Vintage bond certificate

Stockbrokers lie, cheat and steal everyday.  Just look at our blog, in today’s news, a broker was suspended for only a few months following an investigation and six unauthorized trading complaints.  Another brokerage firm was found to have defrauded its customers 642 times and was simply fined.
Such is not the case for Mia Carol Higens.  Mia Carol Higens, of Madisonville, Kentucky, was permanently barred as a broker or otherwise associating with a Financial Industry Regulatory Authority (FINRA) member firm in any capacity after consenting to findings that she failed to cooperate in a FINRA investigation containing allegations that Higens converted funds from a non-profit organization. Letter of Acceptance, Waiver and Consent, No. 2014040607802 (Feb. 10, 2016).
Mia Carol Higens’s crime, according to the AWC, Higens worked in the capacity of a non-profit youth basketball organization’s president and treasurer. Higens was reportedly the only individual who could sign in the checking account of the organization. The AWC stated that Higens had withdrawn $240.00 from the organization’s checking account in order to pay personal items that were unassociated with the organization.
The AWC stated that Higens was charged with misdemeanor theft in connection with taking the organization’s funds in March 2014. Higens pled guilty to the theft charge in July 2014, and was ordered to pay back the organization’s $240.00 via restitution. FINRA found that as a result of Higens converting the aforementioned funds for her own personal use, she had violated FINRA Rule 2010.
The AWC stated that FINRA requested information and documentation from Higens on July 9, 2014, via a FINRA Rule 8210 request, in connection with Higens’ theft charges. Higens reportedly never responded to FINRA by their deadline of July 16, 2014. Higens then received a second request from FINRA to provide the information and documentation which Higens did not respond to.
FINRA had eventually notified Higens on November 14, 2014, after not having received the requested information and documentation, that she would face suspension on December 8, 2014. The AWC stated that five months after FINRA’s second request to Higens was provided and within days of the December 8, 2014 scheduled suspension, Higens’ counsel responded with information.

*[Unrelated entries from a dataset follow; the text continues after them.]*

use serde::{Deserialize, Serialize};
use std::fmt;
use std::time::Duration;

#[derive(thiserror::Error, Debug, Clone, PartialEq, Eq)]
pub enum Error {
    #[error("invalid url: {0}")]
    InvalidUrl(String),
    #[error("fetch failed: {0}")]
    Fetch(String),
    #[error("search failed: {0}")]
    Search(String),
    #[error("model unavailable: {0}")]
    ModelUnavailable(String),
    #[error("embedding failed: {0}")]
    Embedding(String),
    #[error("synthesis failed: {0}")]
    Synthesis(String),
    #[error("timed out after {0} ms")]
    Timeout(u64),
    #[error("unsupported model: {0}")]
    UnsupportedModel(String),
    #[error("not configured: {0}")]
    NotConfigured(String),
    #[error("cancelled")]
    Cancelled,
}

impl Error {
    /// Configuration errors cannot be repaired by retrying; everything else is per-call.
    pub fn is_configuration(&self) -> bool {
        matches!(self, Error::UnsupportedModel(_) | Error::NotConfigured(_))
    }
}

pub type Result<T> = std::result::Result<T, Error>;

/// The current information need. Rephrasing produces a new `Query`; values are never edited.
#[derive(Debug, Clone, PartialEq, Eq, Hash, Serialize, Deserialize)]
#[serde(transparent)]
pub struct Query(String);

impl Query {
    pub fn new(s: impl Into<String>) -> Self {
        Self(s.into())
    }

    pub fn as_str(&self) -> &str {
        &self.0
    }

    /// Query text as sent to the search engine (`site:` prefix applied when a filter is set).
    pub fn with_site_filter(&self, site_filter: Option<&str>) -> String {
        match site_filter.map(str::trim).filter(|s| !s.is_empty()) {
            Some(site) => format!("site:{site} {}", self.0),
            None => self.0.clone(),
        }
    }
}

impl fmt::Display for Query {
    fn fmt(&self, f: &mut fmt::Formatter<'_>) -> fmt::Result {
        f.write_str(&self.0)
    }
}

impl From<&str> for Query {
    fn from(s: &str) -> Self {
        Self::new(s)
    }
}

impl From<String> for Query {
    fn from(s: String) -> Self {
        Self(s)
    }
}

#[derive(Debug, Clone, Copy, PartialEq, Eq, Hash, Serialize, Deserialize)]
#[serde(rename_all = "snake_case")]
pub enum SourceKind {
    Article,
    Pdf,
}

impl SourceKind {
    pub fn as_str(self) -> &'static str {
        match self {
            SourceKind::Article => "article",
            SourceKind::Pdf => "pdf",
        }
    }

    /// Fetchers dispatch on the URL suffix, not on the response content type.
    pub fn for_url(url: &str) -> Self {
        let path = url::Url::parse(url)
            .map(|u| u.path().to_ascii_lowercase())
            .unwrap_or_else(|_| url.to_ascii_lowercase());
        if path.ends_with(".pdf") {
            SourceKind::Pdf
        } else {
            SourceKind::Article
        }
    }
}

/// True when `url` parses and carries both a scheme and a host.
pub fn is_valid_url(url: &str) -> bool {
    match url::Url::parse(url.trim()) {
        Ok(u) => !u.scheme().is_empty() && u.host_str().is_some_and(|h| !h.is_empty()),
        Err(_) => false,
    }
}

/// Case-insensitive host match; `example.com` also matches its subdomains.
pub fn host_matches(host: &str, pat: &str) -> bool {
    let host = host.trim().trim_end_matches('.').to_ascii_lowercase();
    let pat = pat.trim().trim_start_matches("*.").to_ascii_lowercase();
    if pat.is_empty() {
        return false;
    }
    host == pat || host.ends_with(&format!(".{pat}"))
}

pub fn is_preferred_domain(url: &str, preferred: &[String]) -> bool {
    let Ok(u) = url::Url::parse(url.trim()) else {
        return false;
    };
    let Some(host) = u.host_str() else {
        return false;
    };
    preferred.iter().any(|p| host_matches(host, p))
}

#[derive(Debug, Clone, PartialEq, Serialize, Deserialize)]
pub struct CandidateResult {
    pub title: String,
    pub url: String,
    pub extracted_text: String,
    pub source_kind: SourceKind,
}

impl CandidateResult {
    pub fn is_valid(&self) -> bool {
        is_valid_url(&self.url) && self.extracted_text.chars().any(|c| !c.is_whitespace())
    }
}

#[derive(Debug, Clone, PartialEq, Serialize, Deserialize)]
pub struct AssessedResult {
    #[serde(flatten)]
    pub candidate: CandidateResult,
    pub relevant: bool,
    pub summary: Option<String>,
}

impl AssessedResult {
    /// Text used for ranking: the assessor's summary when present, otherwise the page text.
    pub fn ranking_text(&self) -> &str {
        match self.summary.as_deref() {
            Some(s) if !s.trim().is_empty() => s,
            _ => &self.candidate.extracted_text,
        }
    }
}

#[derive(Debug, Clone, PartialEq, Serialize, Deserialize)]
pub struct RankedResult {
    #[serde(flatten)]
    pub assessed: AssessedResult,
    /// Cosine similarity to the final query, in `[-1, 1]`.
    pub similarity: f32,
    pub preferred_domain: bool,
}

/// Frozen payload handed to answer synthesis.
#[derive(Debug, Clone, PartialEq, Serialize)]
pub struct SynthesisInput {
    final_query: Query,
    documents: Vec<RankedResult>,
}

impl SynthesisInput {
    pub fn new(final_query: Query, documents: Vec<RankedResult>) -> Self {
        Self {
            final_query,
            documents,
        }
    }

    pub fn final_query(&self) -> &Query {
        &self.final_query
    }

    pub fn documents(&self) -> &[RankedResult] {
        &self.documents
    }
}

#[derive(Debug, Clone, PartialEq, Serialize)]
#[serde(tag = "kind", rename_all = "snake_case")]
pub enum RunOutcome {
    Ready(SynthesisInput),
    /// No relevant document survived any attempt.
    Empty,
}

#[derive(Debug, Clone, Copy, PartialEq, Eq, Serialize, Deserialize)]
#[serde(rename_all = "lowercase")]
pub enum Role {
    System,
    User,
    Assistant,
}

impl Role {
    pub fn as_str(self) -> &'static str {
        match self {
            Role::System => "system",
            Role::User => "user",
            Role::Assistant => "assistant",
        }
    }
}

#[derive(Debug, Clone, PartialEq, Eq, Serialize, Deserialize)]
pub struct ChatMessage {
    pub role: Role,
    pub content: String,
}

impl ChatMessage {
    pub fn system(content: impl Into<String>) -> Self {
        Self {
            role: Role::System,
            content: content.into(),
        }
    }

    pub fn user(content: impl Into<String>) -> Self {
        Self {
            role: Role::User,
            content: content.into(),
        }
    }
}

/// Renders prior turns as `role: content` lines, the shape the prompts expect.
pub fn render_chat_history(history: &[ChatMessage]) -> String {
    history
        .iter()
        .map(|m| format!("{}: {}", m.role.as_str(), m.content))
        .collect::<Vec<_>>()
        .join("\n")
}

#[derive(Debug, Clone, Copy, PartialEq, Eq, Default, Serialize, Deserialize)]
#[serde(rename_all = "UPPERCASE")]
pub enum HttpMethod {
    #[default]
    Get,
    Post,
}

impl std::str::FromStr for HttpMethod {
    type Err = Error;

    fn from_str(s: &str) -> Result<Self> {
        match s.trim().to_ascii_uppercase().as_str() {
            "GET" => Ok(HttpMethod::Get),
            "POST" => Ok(HttpMethod::Post),
            other => Err(Error::NotConfigured(format!(
                "unknown http method {other:?} (allowed: GET, POST)"
            ))),
        }
    }
}

#[derive(Debug, Clone, Copy, PartialEq, Eq, Serialize, Deserialize)]
#[serde(rename_all = "lowercase")]
pub enum TimeRange {
    Day,
    Week,
    Month,
    Year,
}

impl TimeRange {
    pub fn as_str(self) -> &'static str {
        match self {
            TimeRange::Day => "day",
            TimeRange::Week => "week",
            TimeRange::Month => "month",
            TimeRange::Year => "year",
        }
    }
}

impl std::str::FromStr for TimeRange {
    type Err = Error;

    fn from_str(s: &str) -> Result<Self> {
        match s.trim().to_ascii_lowercase().as_str() {
            "day" => Ok(TimeRange::Day),
            "week" => Ok(TimeRange::Week),
            "month" => Ok(TimeRange::Month),
            "year" => Ok(TimeRange::Year),
            other => Err(Error::NotConfigured(format!(
                "unknown time range {other:?} (allowed: day, week, month, year)"
            ))),
        }
    }
}

/// Search-engine knobs surfaced to the core; the provider decides how to encode them.
#[derive(Debug, Clone, PartialEq, Serialize, Deserialize)]
pub struct SearchOptions {
    pub language: Option<String>,
    pub category: Option<String>,
    pub engines: Vec<String>,
    /// 0 (off) ..= 2 (strict).
    pub safesearch: u8,
    pub time_range: Option<TimeRange>,
    pub method: HttpMethod,
    pub site_filter: Option<String>,
}

impl Default for SearchOptions {
    fn default() -> Self {
        Self {
            language: Some("en".to_string()),
            category: Some("general".to_string()),
            engines: ["google", "duckduckgo", "bing", "qwant"]
                .iter()
                .map(|s| s.to_string())
                .collect(),
            safesearch: 2,
            time_range: None,
            method: HttpMethod::Get,
            site_filter: None,
        }
    }
}

#[derive(Debug, Clone, PartialEq, Serialize, Deserialize)]
pub struct SearchQuery {
    pub query: String,
    /// 1-based page number.
    pub page: u32,
    pub options: SearchOptions,
    pub timeout_ms: Option<u64>,
}

#[derive(Debug, Clone, PartialEq, Serialize, Deserialize)]
pub struct SearchResult {
    pub title: String,
    pub url: String,
    pub snippet: Option<String>,
}

/// One page of hits. An empty page means the provider is exhausted.
#[derive(Debug, Clone, PartialEq, Serialize, Deserialize)]
pub struct SearchPage {
    pub results: Vec<SearchResult>,
    pub provider: String,
    pub page: u32,
}

impl SearchPage {
    pub fn is_exhausted(&self) -> bool {
        self.results.is_empty()
    }
}

#[async_trait::async_trait]
pub trait SearchProvider: Send + Sync {
    fn name(&self) -> &'static str;
    async fn search(&self, q: &SearchQuery) -> Result<SearchPage>;
}

#[derive(Debug, Clone, PartialEq, Serialize, Deserialize)]
pub struct FetchedDocument {
    pub text: String,
    pub source_kind: SourceKind,
}

#[async_trait::async_trait]
pub trait DocumentFetcher: Send + Sync {
    /// `Ok(None)` means the page yielded no usable text (or its kind is disabled).
    async fn fetch(&self, url: &str) -> Result<Option<FetchedDocument>>;
}

/// The single capability every chat provider is reduced to.
#[async_trait::async_trait]
pub trait LanguageModel: Send + Sync {
    fn id(&self) -> &str;
    async fn generate(
        &self,
        messages: &[ChatMessage],
        max_tokens: u32,
        temperature: f32,
    ) -> Result<String>;
}

#[async_trait::async_trait]
pub trait Embedder: Send + Sync {
    fn name(&self) -> &'static str;
    /// Must be deterministic for identical input within a process lifetime.
    async fn embed(&self, text: &str) -> Result<Vec<f32>>;

    async fn embed_batch(&self, texts: &[String]) -> Vec<Result<Vec<f32>>> {
        let mut out = Vec::with_capacity(texts.len());
        for t in texts {
            out.push(self.embed(t).await);
        }
        out
    }
}

/// Request-level knobs for one retrieval run.
#[derive(Debug, Clone, PartialEq, Serialize, Deserialize)]
pub struct RetrievalConfig {
    /// Desired number of relevant documents.
    pub target_count: usize,
    pub max_attempts: usize,
    /// Character budget per extracted document.
    pub max_chars: usize,
    pub temperature: f32,
    pub similarity_threshold: f32,
    pub max_results: usize,
    pub preferred_domains: Vec<String>,
    /// Near-duplicate cutoff; `None` disables content dedup.
    pub dedup_threshold: Option<f32>,
    pub use_pdf: bool,
    /// Pages requested from the provider per attempt before giving up.
    pub max_pages: u32,
    pub concurrency: usize,
    pub call_timeout_ms: u64,
}

impl Default for RetrievalConfig {
    fn default() -> Self {
        Self {
            target_count: 3,
            max_attempts: 3,
            max_chars: 3000,
            temperature: 0.2,
            similarity_threshold: 0.95,
            max_results: 3,
            preferred_domains: Vec::new(),
            dedup_threshold: Some(0.8),
            use_pdf: true,
            max_pages: 5,
            concurrency: 4,
            call_timeout_ms: 20_000,
        }
    }
}

impl RetrievalConfig {
    pub fn call_timeout(&self) -> Duration {
        Duration::from_millis(self.call_timeout_ms.max(1))
    }
}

FINRA found that Higens had violated Rules 8210 and 2010 as a result of not timely complying with FINRA’s requests, resulting in Higens being barred by FINRA. Public disclosure records reveal that Ameriprise discharged Higens in connection with her theft plea.

Guiliano Law Group

Our practice is limited to the representation of investors. We accept representation on a contingent fee basis, meaning there is no cost to you unless we make a recovery for you. There is never any charge for a consultation or an evaluation of your claim. For more information, contact us at (877) SEC-ATTY.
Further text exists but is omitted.